The Hornet was a sloop-of-war. I have told you what that means. She

had three masts, and carried square sails like a ship, but she was

called a sloop on account of her size. She had eighteen short guns and

two long ones. The short guns threw thirty-two pound and the long ones

twelve pound balls.



Of course you have not forgotten the fight of the Constitution with

the Java. When the Constitution went south to Brazil at that time

the Hornet went with her, but they soon parted.



In one of the harbors of Brazil Captain Lawrence saw a British ship as

big as the Hornet. He waited outside for her, but she would not come

out. He had found a coward of a captain, and he locked him up in that

harbor for two months.



Then he got tired and left. Soon after he came across the Peacock, a

British man-of-war brig. The Peacock was as large as the Hornet and

its captain was as full of fight as Captain Lawrence. He was the kind of

man that our bold Lawrence was hunting for. When two men feel that way,

a fight is usually not far off. That was the way now. Soon the guns were

booming and the balls were flying.



But the fight was over before the men had time to warm up. The first

guns were fired at 5.25 in the afternoon, and at 5.39 the British flag

came down; so the battle lasted just fourteen minutes. Not many

victories have been won so quickly as that.



But the Hornet acted in a very lively fashion while it lasted. Do you

know how a hornet behaves when a mischievous boy throws a stone at its

nest? Well, that is the way our Hornet did. Only one ball from the

Peacock struck her, and hardly any of her men were hurt. But the

Peacock was bored as full of holes as a pepper-box, and the water

poured in faster than all hands could pump it out. In a very short time

the unlucky Peacock filled and sank. So Captain Lawrence had only the

honor of his victory; old ocean had swallowed up his prize.



But if Captain Lawrence got no prize money, he won great fame. He was

looked on as another Hull or Decatur, and Congress made him captain of

the frigate Chesapeake. That was in one way a bad thing for the

gallant Lawrence, for it cost him his life. In another way it was a good

thing, for it made him one of the most famous of American seamen.
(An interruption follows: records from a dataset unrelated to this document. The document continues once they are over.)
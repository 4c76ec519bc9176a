pub mod config;
pub mod config_loader;
pub mod report;
pub mod report_formatter;
pub mod traits;
pub mod types;

pub use config::{AnalysisConfig, ChartConfig, InputConfig, OutputConfig, OverstockThresholds};
pub use config_loader::ConfigLoader;
pub use report::{
    AnalysisReport, CleaningSummary, Correlation, DegenerateInput, OverstockReport,
    ScatterSeries, SeriesAxis,
};
pub use report_formatter::ReportFormatter;
pub use traits::{RecordSource, ReportSink};
pub use types::{
    DerivedTransaction, ProductAggregate, ProductKey, RawTransaction, RequiredField,
    Transaction, TransactionMetrics,
};
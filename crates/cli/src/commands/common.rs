//! Shared argument handling for the analysis commands.

use anyhow::{anyhow, Result};
use clap::Args;
use retail_insight_core::{AnalysisConfig, ConfigLoader};

/// Output format for console reports.
#[derive(Debug, Clone, Copy, PartialEq, Eq)]
pub enum OutputFormat {
    Text,
    Json,
}

impl OutputFormat {
    /// Parses an output format from string.
    pub fn parse(s: &str) -> Result<Self> {
        match s.to_lowercase().as_str() {
            "text" | "txt" => Ok(OutputFormat::Text),
            "json" => Ok(OutputFormat::Json),
            _ => Err(anyhow!(
                "Unknown format: '{}'. Valid formats: text, json",
                s
            )),
        }
    }
}

/// Options every command accepts for locating its input.
#[derive(Args, Debug, Clone)]
pub struct InputArgs {
    /// Config file path
    #[arg(short, long, default_value = "config/Config.toml")]
    pub config: String,

    /// Sales CSV file (overrides the config file)
    #[arg(short, long)]
    pub input: Option<String>,

    /// Output format: text, json (default: text)
    #[arg(long, default_value = "text")]
    pub format: String,
}

impl InputArgs {
    /// Loads the configuration and applies the command-line input override.
    pub fn load_config(&self) -> Result<AnalysisConfig> {
        let mut config = ConfigLoader::load(&self.config)?;
        if let Some(input) = &self.input {
            config.input.path.clone_from(input);
        }
        Ok(config)
    }

    pub fn output_format(&self) -> Result<OutputFormat> {
        OutputFormat::parse(&self.format)
    }
}
//! Per-transaction financial metrics.

use retail_insight_core::{DerivedTransaction, Transaction, TransactionMetrics};
use rust_decimal::Decimal;
use thiserror::Error;

/// A money amount left the range a `Decimal` can hold.
#[derive(Debug, Clone, Copy, PartialEq, Eq, Error)]
#[error("{amount} overflowed")]
pub struct ArithmeticOverflow {
    pub amount: &'static str,
}

impl ArithmeticOverflow {
    pub(crate) fn of(amount: &'static str) -> Self {
        Self { amount }
    }
}

/// Profit as a fraction of revenue.
///
/// Zero revenue yields a margin of exactly zero, whatever the sign of profit.
/// Returns `None` when the quotient does not fit in a `Decimal`.
pub fn profit_margin(revenue: Decimal, profit: Decimal) -> Option<Decimal> {
    if revenue.is_zero() {
        return Some(Decimal::ZERO);
    }
    profit.checked_div(revenue)
}

/// Computes revenue, cost, profit, and margin for one transaction.
///
/// Negative inputs are carried through unchanged.
///
/// # Errors
/// Returns [`ArithmeticOverflow`] naming the first amount out of range
pub fn compute_metrics(tx: &Transaction) -> Result<TransactionMetrics, ArithmeticOverflow> {
    let quantity = Decimal::from(tx.quantity);
    let revenue = quantity
        .checked_mul(tx.unit_price)
        .ok_or(ArithmeticOverflow::of("revenue"))?;
    let cost = quantity
        .checked_mul(tx.cost_price)
        .ok_or(ArithmeticOverflow::of("cost"))?;
    let profit = revenue
        .checked_sub(cost)
        .ok_or(ArithmeticOverflow::of("profit"))?;
    let profit_margin =
        profit_margin(revenue, profit).ok_or(ArithmeticOverflow::of("profit margin"))?;

    Ok(TransactionMetrics {
        revenue,
        cost,
        profit,
        profit_margin,
    })
}

/// # Errors
/// Returns [`ArithmeticOverflow`] if the metrics cannot be represented
pub fn derive_metrics(tx: Transaction) -> Result<DerivedTransaction, ArithmeticOverflow> {
    let metrics = compute_metrics(&tx)?;
    Ok(DerivedTransaction {
        transaction: tx,
        metrics,
    })
}

/// Derived records in input order, plus how many were left out on overflow.
#[derive(Debug, Clone, Default, PartialEq)]
pub struct Derivation {
    pub records: Vec<DerivedTransaction>,
    pub overflowed: usize,
}

/// Derives metrics for every transaction.
///
/// A transaction whose amounts overflow is logged and left out rather than
/// aborting the batch.
pub fn derive_all(transactions: Vec<Transaction>) -> Derivation {
    let mut derivation = Derivation {
        records: Vec::with_capacity(transactions.len()),
        overflowed: 0,
    };

    for tx in transactions {
        let order_id = tx.order_id.clone();
        match derive_metrics(tx) {
            Ok(record) => derivation.records.push(record),
            Err(e) => {
                tracing::warn!(order_id = %order_id, error = %e, "Skipping transaction");
                derivation.overflowed += 1;
            }
        }
    }

    derivation
}
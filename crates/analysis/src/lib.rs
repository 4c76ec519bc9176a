//! Profitability versus inventory-aging analysis.
//!
//! A single synchronous pass over in-memory records:
//! - drop records missing a required field
//! - derive revenue, cost, profit, and margin per record
//! - aggregate per product group
//! - correlate average inventory days with average margin
//! - select slow-moving, overstocked products
//!
//! No I/O happens here; loading and writing belong to `retail-insight-data`.

pub mod aggregator;
pub mod cleaner;
pub mod correlation;
pub mod metrics;
pub mod overstock;
pub mod pipeline;

pub use aggregator::{aggregate, Aggregation, ProductAccumulator};
pub use cleaner::{clean, CleaningOutcome};
pub use correlation::{correlate, inventory_margin_correlation, pearson, scatter_points, MIN_OBSERVATIONS};
pub use metrics::{
    compute_metrics, derive_all, derive_metrics, profit_margin, ArithmeticOverflow, Derivation,
};
pub use overstock::select_overstock;
pub use pipeline::run_pipeline;
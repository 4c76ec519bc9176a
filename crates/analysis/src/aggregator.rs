//! Groups derived transactions by product and reduces each group.
//!
//! Quantity, revenue, cost, and profit are summed. Margin, inventory days, and
//! stock on hand are averaged per record. The average margin is the mean of
//! per-record margins, so every transaction weighs the same regardless of its
//! size; it generally differs from `total_profit / total_revenue`.

use crate::metrics::ArithmeticOverflow;
use retail_insight_core::{DerivedTransaction, ProductAggregate, ProductKey};
use rust_decimal::Decimal;
use std::collections::BTreeMap;

/// Running sum and count for a mean over values that may be absent.
#[derive(Debug, Clone, Copy, Default, PartialEq)]
struct OptionalMean {
    sum: f64,
    count: usize,
}

impl OptionalMean {
    fn add(&mut self, value: Option<f64>) {
        if let Some(v) = value {
            self.sum += v;
            self.count += 1;
        }
    }

    fn finish(self) -> Option<f64> {
        (self.count > 0).then(|| self.sum / self.count as f64)
    }
}

/// Per-group running totals, finalized only after every record is seen.
#[derive(Debug, Clone, Default, PartialEq)]
pub struct ProductAccumulator {
    records: usize,
    qty_sold: i64,
    revenue: Decimal,
    cost: Decimal,
    profit: Decimal,
    margin_sum: Decimal,
    inventory_days: OptionalMean,
    stock_on_hand: OptionalMean,
}

impl ProductAccumulator {
    /// Folds one record into the totals.
    ///
    /// Either every total takes the record or none does.
    ///
    /// # Errors
    /// Returns [`ArithmeticOverflow`] if any running total would leave its range
    pub fn add(&mut self, record: &DerivedTransaction) -> Result<(), ArithmeticOverflow> {
        let tx = &record.transaction;
        let m = &record.metrics;

        let qty_sold = self
            .qty_sold
            .checked_add(tx.quantity)
            .ok_or(ArithmeticOverflow::of("quantity sold"))?;
        let revenue = checked_total(self.revenue, m.revenue, "revenue")?;
        let cost = checked_total(self.cost, m.cost, "cost")?;
        let profit = checked_total(self.profit, m.profit, "profit")?;
        let margin_sum = checked_total(self.margin_sum, m.profit_margin, "margin sum")?;

        self.records += 1;
        self.qty_sold = qty_sold;
        self.revenue = revenue;
        self.cost = cost;
        self.profit = profit;
        self.margin_sum = margin_sum;
        self.inventory_days.add(tx.inventory_days);
        self.stock_on_hand.add(tx.stock_on_hand);
        Ok(())
    }

    /// Number of records folded in so far.
    #[must_use]
    pub fn records(&self) -> usize {
        self.records
    }

    /// Converts the totals into an aggregate row.
    ///
    /// Only called for groups created from at least one record.
    #[must_use]
    pub fn finish(self, key: ProductKey) -> ProductAggregate {
        let avg_margin = if self.records == 0 {
            Decimal::ZERO
        } else {
            self.margin_sum / Decimal::from(self.records)
        };

        ProductAggregate {
            key,
            total_qty_sold: self.qty_sold,
            total_revenue: self.revenue,
            total_cost: self.cost,
            total_profit: self.profit,
            avg_margin,
            avg_inventory_days: self.inventory_days.finish(),
            avg_stock_on_hand: self.stock_on_hand.finish(),
            record_count: self.records,
        }
    }
}

fn checked_total(
    total: Decimal,
    value: Decimal,
    amount: &'static str,
) -> Result<Decimal, ArithmeticOverflow> {
    total
        .checked_add(value)
        .ok_or(ArithmeticOverflow::of(amount))
}

/// Aggregate rows plus how many records could not be added to their group.
#[derive(Debug, Clone, Default, PartialEq)]
pub struct Aggregation {
    pub aggregates: Vec<ProductAggregate>,
    pub overflowed: usize,
}

/// Reduces derived records to one aggregate per [`ProductKey`].
///
/// Rows come out in ascending key order. A record that would push a group
/// total out of range is logged and left out of that group.
pub fn aggregate(records: &[DerivedTransaction]) -> Aggregation {
    let mut groups: BTreeMap<ProductKey, ProductAccumulator> = BTreeMap::new();
    let mut overflowed = 0;

    for record in records {
        let acc = groups.entry(record.transaction.product_key()).or_default();
        if let Err(e) = acc.add(record) {
            tracing::warn!(
                order_id = %record.transaction.order_id,
                product_id = %record.transaction.product_id,
                error = %e,
                "Skipping transaction in product totals"
            );
            overflowed += 1;
        }
    }

    let aggregates: Vec<ProductAggregate> = groups
        .into_iter()
        .filter(|(_, acc)| acc.records() > 0)
        .map(|(key, acc)| acc.finish(key))
        .collect();

    tracing::info!(
        records = records.len(),
        products = aggregates.len(),
        overflowed,
        "Aggregated transactions by product"
    );
    Aggregation {
        aggregates,
        overflowed,
    }
}

#[cfg(test)]
mod tests {
    use super::*;
    use crate::metrics::derive_metrics;
    use chrono::NaiveDate;
    use retail_insight_core::Transaction;
    use rust_decimal_macros::dec;

    fn make_record(
        product_id: &str,
        quantity: i64,
        unit_price: Decimal,
        cost_price: Decimal,
        inventory_days: Option<f64>,
    ) -> DerivedTransaction {
        derive_metrics(Transaction {
            order_id: format!("{product_id}-{quantity}"),
            order_date: NaiveDate::from_ymd_opt(2024, 2, 10).unwrap(),
            region: Some("Central".to_string()),
            category: Some("Furniture".to_string()),
            sub_category: Some("Chairs".to_string()),
            product_id: product_id.to_string(),
            product_name: Some(format!("{product_id} name")),
            quantity,
            unit_price,
            cost_price,
            inventory_days,
            stock_on_hand: Some(10.0),
        })
        .unwrap()
    }

    #[test]
    fn sums_and_means_for_one_group() {
        let records = vec![
            make_record("FUR-1", 2, dec!(10), dec!(6), Some(30.0)),
            make_record("FUR-1", 3, dec!(10), dec!(6), Some(60.0)),
            make_record("FUR-1", 5, dec!(10), dec!(6), Some(90.0)),
        ];

        let rows = aggregate(&records).aggregates;
        assert_eq!(rows.len(), 1);
        let row = &rows[0];
        assert_eq!(row.total_qty_sold, 10);
        assert_eq!(row.total_revenue, dec!(100));
        assert_eq!(row.total_cost, dec!(60));
        assert_eq!(row.total_profit, dec!(40));
        assert_eq!(row.avg_margin, dec!(0.4));
        assert_eq!(row.avg_inventory_days, Some(60.0));
        assert_eq!(row.avg_stock_on_hand, Some(10.0));
        assert_eq!(row.record_count, 3);
    }

    #[test]
    fn average_margin_is_mean_of_ratios() {
        let records = vec![
            make_record("FUR-1", 2, dec!(10), dec!(6), Some(30.0)),
            make_record("FUR-1", 3, dec!(10), dec!(6), Some(30.0)),
            make_record("FUR-1", 5, dec!(10), dec!(6), Some(30.0)),
            // zero revenue, margin 0
            make_record("FUR-1", 4, dec!(0), dec!(6), Some(30.0)),
        ];

        let row = &aggregate(&records).aggregates[0];
        assert_eq!(row.total_revenue, dec!(100));
        assert_eq!(row.total_cost, dec!(84));
        assert_eq!(row.total_profit, dec!(16));
        // (0.4 + 0.4 + 0.4 + 0) / 4
        assert_eq!(row.avg_margin, dec!(0.3));
        let ratio_of_sums = row.total_profit / row.total_revenue;
        assert_eq!(ratio_of_sums, dec!(0.16));
        assert_ne!(row.avg_margin, ratio_of_sums);
    }

    #[test]
    fn groups_by_full_key() {
        let mut renamed = make_record("FUR-1", 1, dec!(5), dec!(1), Some(10.0));
        renamed.transaction.product_name = Some("Different label".to_string());

        let records = vec![
            make_record("FUR-1", 1, dec!(5), dec!(1), Some(10.0)),
            make_record("FUR-2", 1, dec!(5), dec!(1), Some(10.0)),
            renamed,
            make_record("FUR-1", 2, dec!(5), dec!(1), Some(10.0)),
        ];

        let rows = aggregate(&records).aggregates;
        assert_eq!(rows.len(), 3);
        let fur1: Vec<_> = rows
            .iter()
            .filter(|r| r.key.product_id == "FUR-1")
            .collect();
        assert_eq!(fur1.len(), 2);
        let total: i64 = fur1.iter().map(|r| r.total_qty_sold).sum();
        assert_eq!(total, 4);
    }

    #[test]
    fn missing_inventory_days_are_skipped_in_mean() {
        let records = vec![
            make_record("FUR-1", 1, dec!(5), dec!(1), Some(20.0)),
            make_record("FUR-1", 1, dec!(5), dec!(1), None),
            make_record("FUR-1", 1, dec!(5), dec!(1), Some(40.0)),
        ];
        let row = &aggregate(&records).aggregates[0];
        assert_eq!(row.avg_inventory_days, Some(30.0));
        assert_eq!(row.record_count, 3);
    }

    #[test]
    fn all_missing_inventory_days_gives_none() {
        let records = vec![make_record("FUR-1", 1, dec!(5), dec!(1), None)];
        assert_eq!(aggregate(&records).aggregates[0].avg_inventory_days, None);
    }

    #[test]
    fn negative_values_flow_into_totals() {
        let records = vec![
            make_record("FUR-1", 4, dec!(10), dec!(5), Some(5.0)),
            make_record("FUR-1", -1, dec!(10), dec!(5), Some(5.0)),
        ];
        let row = &aggregate(&records).aggregates[0];
        assert_eq!(row.total_qty_sold, 3);
        assert_eq!(row.total_revenue, dec!(30));
        assert_eq!(row.total_profit, dec!(15));
    }

    #[test]
    fn result_is_independent_of_input_order() {
        let mut records = vec![
            make_record("B", 1, dec!(3), dec!(2), Some(1.0)),
            make_record("A", 2, dec!(3), dec!(1), Some(2.0)),
            make_record("B", 3, dec!(4), dec!(2), Some(3.0)),
        ];
        let forward = aggregate(&records);
        records.reverse();
        let backward = aggregate(&records);
        assert_eq!(forward, backward);
        assert_eq!(forward.aggregates[0].key.product_id, "A");
    }

    #[test]
    fn empty_input_has_no_groups() {
        assert_eq!(aggregate(&[]), Aggregation::default());
    }

    #[test]
    fn accumulator_counts_records() {
        let mut acc = ProductAccumulator::default();
        acc.add(&make_record("X", 1, dec!(1), dec!(1), None)).unwrap();
        acc.add(&make_record("X", 1, dec!(1), dec!(1), None)).unwrap();
        assert_eq!(acc.records(), 2);
    }

    #[test]
    fn revenue_total_out_of_range_drops_the_record() {
        // each revenue fits, their sum does not
        let unit_price = Decimal::from_i128_with_scale(5 * 10_i128.pow(28), 0);
        let records = vec![
            make_record("BIG", 1, unit_price, Decimal::ZERO, Some(10.0)),
            make_record("BIG", 1, unit_price, Decimal::ZERO, Some(90.0)),
        ];

        let result = aggregate(&records);
        assert_eq!(result.overflowed, 1);
        assert_eq!(result.aggregates.len(), 1);
        let row = &result.aggregates[0];
        assert_eq!(row.record_count, 1);
        assert_eq!(row.total_revenue, unit_price);
        assert_eq!(row.avg_inventory_days, Some(10.0));
    }

    #[test]
    fn failed_add_leaves_totals_untouched() {
        let mut acc = ProductAccumulator::default();
        let mut first = make_record("Q", 1, dec!(1), dec!(1), Some(5.0));
        first.transaction.quantity = i64::MAX;
        acc.add(&first).unwrap();
        let before = acc.clone();

        let second = make_record("Q", 1, dec!(1), dec!(1), Some(50.0));
        assert_eq!(
            acc.add(&second),
            Err(ArithmeticOverflow::of("quantity sold"))
        );
        assert_eq!(acc, before);
    }
}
I have told you the story of several victories of American ships. I must

now tell you the story of one defeat. But I think you will say it was a

defeat as glorious as a victory. For eight months the little navy of the

young Republic had sailed on seas where British ships were nearly as

thick as apples in an orchard. In that time it had not lost a ship, and

had won more victories than England had done in twenty years. Now it was

to meet with its first defeat.



When Captain Lawrence took command of the Chesapeake, that ship lay in

the harbor of Boston. Outside this harbor was the British frigate

Shannon, blockading the port.



Now you must know that the American people had grown very proud of their

success on the sea. They had got to think that any little vessel could

whip an English man-of-war. So the Bostonians grew eager for the

Chesapeake to meet the Shannon. They were sure it would be brought

in as a prize, and they wanted to hurrah over it.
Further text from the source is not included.